First, preschool teachers must have proper training and credentials. At a minimum, they should have some post-secondary training related to Early Childhood Education (ECE). There are some other kinds of training that help, though.

Special traits

Education and training isn’t enough, though. The best preschool and daycare teachers will have a number of skills and traits that allow them to get the most out of their students (and give the most to them).

  • Good communication skills
  • Good organization skills
  • Strong understanding of child psychology
  • Strong social skills
  • Enthusiasm
  • Patience
  • Kindness
  • Warmth
  • Creativity
  • Flexibility

Teacher-to-student ratios in preschool

It’s important to note that preschools in Canada are all required by the Ministry of Education to have a specific teacher-to-student ratio. This ratio varies based on where you live and the age of your child.

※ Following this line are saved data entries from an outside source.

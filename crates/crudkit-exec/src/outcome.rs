//! Shaped execution results.

use crudkit_common::{CrudResult, FromRow, Row, Value};

use crate::driver::StatementOutput;

/// The result of one executed query, shaped by its operation and flags.
#[derive(Debug, Clone, PartialEq)]
pub enum Outcome {
    /// Nothing was requested.
    None,
    /// The last inserted id.
    InsertId(Value),
    /// The affected row count.
    Affected(u64),
    /// The first row, if any matched.
    Row(Option<Row>),
    /// Every matching row.
    Rows(Vec<Row>),
    /// The single projected value of the first row, if any matched.
    Scalar(Option<Value>),
    /// The single projected value of every row.
    Column(Vec<Value>),
    /// Unshaped output of a raw statement.
    Raw(StatementOutput),
    /// One outcome per batch element, in input order.
    Batch(Vec<Outcome>),
}

impl Outcome {
    /// Returns true for [`Outcome::None`].
    pub fn is_none(&self) -> bool {
        matches!(self, Outcome::None)
    }

    /// Returns the inserted id.
    pub fn insert_id(&self) -> Option<&Value> {
        match self {
            Outcome::InsertId(id) => Some(id),
            _ => None,
        }
    }

    /// Returns the affected row count.
    pub fn affected(&self) -> Option<u64> {
        match self {
            Outcome::Affected(n) => Some(*n),
            Outcome::Raw(out) => Some(out.rows_affected),
            _ => None,
        }
    }

    /// Returns the scalar value.
    pub fn scalar(&self) -> Option<&Value> {
        match self {
            Outcome::Scalar(v) => v.as_ref(),
            Outcome::Raw(out) => out.first_value(),
            _ => None,
        }
    }

    /// Returns the rows carried by a row-shaped or raw outcome.
    pub fn into_rows(self) -> Vec<Row> {
        match self {
            Outcome::Row(row) => row.into_iter().collect(),
            Outcome::Rows(rows) => rows,
            Outcome::Raw(out) => out.into_rows(),
            _ => Vec::new(),
        }
    }

    /// Returns the values of a column-shaped outcome.
    pub fn into_column(self) -> Vec<Value> {
        match self {
            Outcome::Scalar(v) => v.into_iter().collect(),
            Outcome::Column(values) => values,
            Outcome::Raw(out) => out.first_column(),
            _ => Vec::new(),
        }
    }

    /// Returns the elements of a batch outcome, or the outcome itself.
    pub fn into_batch(self) -> Vec<Outcome> {
        match self {
            Outcome::Batch(items) => items,
            other => vec![other],
        }
    }

    /// Maps the first row into a typed value.
    pub fn into_entity<T: FromRow>(self) -> CrudResult<Option<T>> {
        self.into_rows().first().map(T::from_row).transpose()
    }

    /// Maps every row into typed values.
    pub fn into_entities<T: FromRow>(self) -> CrudResult<Vec<T>> {
        self.into_rows().iter().map(T::from_row).collect()
    }
}
//! Transaction state and per-transaction statement counters.

/// Whether a transaction is open, and how many statements it has prepared.
///
/// Counters reset when a transaction begins and stay readable after it ends
/// until the next one begins.
#[derive(Debug, Clone, Copy, Default, PartialEq, Eq)]
pub struct TransactionState {
    active: bool,
    sql_count: u64,
    cud_sql_count: u64,
}

impl TransactionState {
    /// Creates an idle state.
    pub fn new() -> Self {
        Self::default()
    }

    /// Marks a transaction open and resets the counters.
    pub fn begin(&mut self) {
        self.active = true;
        self.sql_count = 0;
        self.cud_sql_count = 0;
    }

    /// Marks the transaction closed.
    pub fn end(&mut self) {
        self.active = false;
    }

    /// Counts a statement if a transaction is open.
    pub fn record_statement(&mut self, sql: &str) {
        if !self.active {
            return;
        }
        self.sql_count += 1;
        if !is_select(sql) {
            self.cud_sql_count += 1;
        }
    }

    /// Returns true while a transaction is open.
    pub fn is_active(&self) -> bool {
        self.active
    }

    /// Statements prepared in the latest transaction.
    pub fn sql_count(&self) -> u64 {
        self.sql_count
    }

    /// INSERT, UPDATE and DELETE statements prepared in the latest transaction.
    pub fn cud_sql_count(&self) -> u64 {
        self.cud_sql_count
    }
}

fn is_select(sql: &str) -> bool {
    sql.trim_start()
        .get(..6)
        .is_some_and(|p| p.eq_ignore_ascii_case("SELECT"))
}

These ratios are enforced to ensure your young child is properly cared for. Whether you’re looking at a private preschool, not-for-profit preschool or homecare by a licensed childcare provider, you should ensure these ratios are maintained.

 

Preschool questions (read our in-depth answers)

 

 

Answers to the question “What makes for the best preschool teachers?” from educational consultants and school officials

“By thinking about how teachers make good things happen, parents can establish a sense of whether their child’s learning experiences are the best they can be. Here’s an ‘A’ checklist that offers a framework for thinking about what transpires (or should transpire) within classrooms.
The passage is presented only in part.